Now, with the significant help of the National Institutes of Health and $5.2 million from five investment firms, he is closer to providing relief for an incurable eye condition called Fuchs’ dystrophy. This disorder causes swelling in the cornea that can lead to cloudy vision and general discomfort.
“Four to 6 percent of people over the age of 40 or 50 will get this,” said Blaber, co-founder of the biopharmaceutical company Trefoil Therapeutics. “It will progress in many cases to requiring corneal transplant. This would provide a new treatment for them.”
But in the world of commercialization, a good idea in a good lab can progress only so far without outside financial support. Blaber’s technology, licensed to Trefoil Therapeutics, has reached a milestone by attracting Series A (or Series 1) financing, said Brent Edington, FSU’s director of technology commercialization. This is the first round of financing given to a new business after seed capital has been provided.

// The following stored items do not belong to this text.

pub mod factory;
pub mod resolver;

pub use factory::{
    DEFAULT_MAX_SESSIONS, DEFAULT_SESSION_TIMEOUT, SessionDatabase, SessionFactoryConfig,
    SessionStats, SessionStoreFactory,
};
pub use resolver::{
    IpSessionMapping, RequestFacts, ResolvedSession, ResolverConfig, SessionResolver,
    SessionSource,
};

“The funding is a significant step for the technology developed by Dr. Blaber,” Edington said, “and for commercialization of FSU College of Medicine technologies in general.”
The official name for what Trefoil Therapeutics is developing is TTHX1114.
Blaber had been working on fibroblast growth factors (FGF-1) that cause more types of cells in the body to divide and grow than any other known growth factor. Scientists have been widely interested in it as a tool for regenerative medicine.
At first, Blaber, using an FGF-1 mutant, thought that this technology could be used to grow new blood vessels for the heart. But because of the expense and risk involved, investors pulled out. Next, he attempted to apply his growth factor mutant to wound healing. It also was unsuccessful in attracting investor funding.
So Blaber shifted his focus to the eye and Fuchs’ dystrophy. Investors were instantly attracted.
“There’s no drug you can give to slow Fuchs’ dystrophy down,” Blaber said. “There is nothing other than transplant, and the transplant is not foolproof either. So anything that you develop for that is new, not available. There is nothing to compete with.”
Trefoil Therapeutics also will receive assistance from the NIH National Center for Advancing Translational Sciences (NCATS) Therapeutics for Rare and Neglected Diseases collaborative research agreement. Applicants to this program are selected through a competitive process from an evaluation of the most promising proposals for these prestigious public-private partnerships.
NCATS researchers will move TTHX1114 forward through the preclinical phase, including development of plans for clinical trials and submission of other Food and Drug Administration requirements.
“The funding from the NIH is huge,” Blaber said. “They’re going to be doing all this testing to submit to the Food and Drug Administration. Fuchs’ dystrophy is a rare disease, and they have special funding for that. It’s considered an ‘orphan drug,’ and it has a protected corner of the market.”
Blaber said he is proud the work has gotten so far. It is the first therapeutic derived from research in the FSU College of Medicine to make it through to venture-based Series A financing.
He’s pleased for another, more important reason: “I’m proud of producing a compound that will potentially help people on a large scale.”